They had examined me and were alarmed by what they had found and were therefore afraid to engage me. I said I could understand that. But I said that as long as you have nothing to hide, I am the best and most loyal you can have.

Says Ager-Hanssen. From that day, Ager-Hanssen was engaged by Calvin Ayre to manage Craig Wright’s legal proceedings around the world.

I got ten percent of the company nChain and a salary of three million pounds.

He claims.

DN: And you believed in these people?

I thought this was an eccentric billionaire who was crazy enough to support an outsider. And anyway, it was exciting. I got involved in this because I wanted to get into the conflict. But I also believed in nChain and the technology there.

Says Christen Ager-Hanssen. Later that autumn, Ager-Hanssen formally became CEO of nChain. A seemingly perfect combination for the Norwegian, who makes a living both by managing legal proceedings and at the same time profiling himself as an investor.

The paper magazine edition of this article (in Norwegian) on Saturday October 28, 2023.

Agreement dispute

The next few months were busy for Ager-Hanssen. He sent private investigators from one of his collaborators out into the world, to hunt for information that could help Wright in his case against the California billionaires, and undermine his opponents.

Ager-Hanssen did not get the answers he wanted. There were far too many holes in Craig Wright’s explanation, he concluded as the summer approached: Wright was hardly the Satoshi Nakamoto he pretended to be.

We tell Calvin Ayre that Craig is going to lose the Satoshi case. It is quite clear that he has manipulated documents. We could see that early on. There was a lot that didn’t match up.

He says. From the outside, nChain appeared to be a fantastic story for Christen Ager-Hanssen and the company he led. “Ager-Hanssen’s new billion-dollar store” was the headline of a story in Dagens Næringsliv (DN) on August 2, 2023 about a transaction with nChain, in which Calvin Ayre invested around 500 million Swiss francs, or around six billion kroner. That made him the main owner.

In this transaction, the entire company was valued at around twelve billion, stated Ager-Hanssen. But: The day after the DN article, he discovers a text message from the company’s finance director. He told Ager-Hanssen that he no longer recognized the agreements made between nChain and companies controlled by Calvin Ayre.

The transaction was real. But we discovered after a while that the agreements at the bottom were not what we thought.

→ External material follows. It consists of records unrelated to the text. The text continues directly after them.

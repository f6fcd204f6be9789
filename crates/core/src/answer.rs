//! Answer normalization and salted digests.
//!
//! Reference answers are never stored in clear text: the validator holds
//! `digest(salt, answer)` and compares digests. Normalization runs on both
//! sides so that casing and stray whitespace never fail a correct player.

/// Canonical form of a submitted answer: trimmed, lower-cased, and with all
/// internal whitespace removed ("Pamuk kale" and "pamukkale" are the same
/// answer).
pub fn normalize(answer: &str) -> String {
    answer
        .trim()
        .to_lowercase()
        .chars()
        .filter(|c| !c.is_whitespace())
        .collect()
}

/// Salted digest of a normalized answer.
pub fn digest(salt: &str, answer: &str) -> [u8; 32] {
    let mut hasher = blake3::Hasher::new();
    hasher.update(salt.as_bytes());
    hasher.update(normalize(answer).as_bytes());
    *hasher.finalize().as_bytes()
}

/// Checks a submission against a stored reference digest.
pub fn verify(salt: &str, answer: &str, expected: &[u8; 32]) -> bool {
    digest(salt, answer) == *expected
}

#[cfg(test)]
mod tests {
    use super::*;

    #[test]
    fn normalize_trims_lowercases_and_strips_whitespace() {
        assert_eq!(normalize("Istanbul "), "istanbul");
        assert_eq!(normalize("  CAPPADOCIA"), "cappadocia");
        assert_eq!(normalize("Pamuk kale"), "pamukkale");
        assert_eq!(normalize("ephesus"), "ephesus");
        assert_eq!(normalize("   "), "");
    }

    #[test]
    fn digest_is_normalization_insensitive() {
        let salt = "contest-salt";
        let reference = digest(salt, "istanbul");
        assert!(verify(salt, "Istanbul ", &reference));
        assert!(verify(salt, " ISTANBUL", &reference));
        assert!(!verify(salt, "ankara", &reference));
    }

    #[test]
    fn digest_depends_on_salt() {
        assert_ne!(digest("a", "istanbul"), digest("b", "istanbul"));
    }
}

The agreements were tailored so that Ayre would take control of the assets in the company.

Says Ager-Hanssen. The management of nChain had not been allowed to see the new agreements the board of the holding company had entered into with Ayre, according to Ager-Hanssen.

He believes the gambling billionaire has replaced the original agreements, and constructed the new ones as a kind of hedge: If Wright lost in court as Ager-Hanssen had warned, Ayre’s plan B would be activated. Then the patent portfolio could be transferred from nChain to Ayre’s own company, according to Ager-Hanssen.

Ager-Hanssen’s trust in the self-proclaimed bitcoin inventor was wearing thin. Now his confidence in the gambling billionaire Calvin Ayre was also gone. Ager-Hanssen believed the new agreements were to the disadvantage of the minority shareholders in nChain.

I went into operation mode.

Says Ager-Hanssen. He thought he had been tricked. Now he wanted to fight back.

The fisherman

I am a fly fisherman.

Says Ager-Hanssen. We have moved to Oswald’s, one of Ager-Hanssen’s Mayfair clubs. He sits well sunk in one of the deep armchairs in the bar on the second floor. On the table is the house champagne, a vintage Dom Perignon. And he is not talking about fly fishing in the normal sense. Ager-Hanssen will explain in more detail which methods he uses to obtain information.

Fly fishing means that you adapt to an environment and you slip into that environment without anyone understanding that there is a hook there. What you are doing is placing a person who naturally has to be there whose task is to get information that people voluntarily tell. It’s social engineering. The biggest threat today is not computer attacks against a company, but if a person is let inside a company.

Says Ager-Hanssen.

Social engineering is one of Christen Ager-Hanssen’s methods. A person is then placed in an environment to obtain information. Among other things, companies founded by intelligence officers are used in the job. In general, women are the best at doing such a job, according to Ager-Hanssen.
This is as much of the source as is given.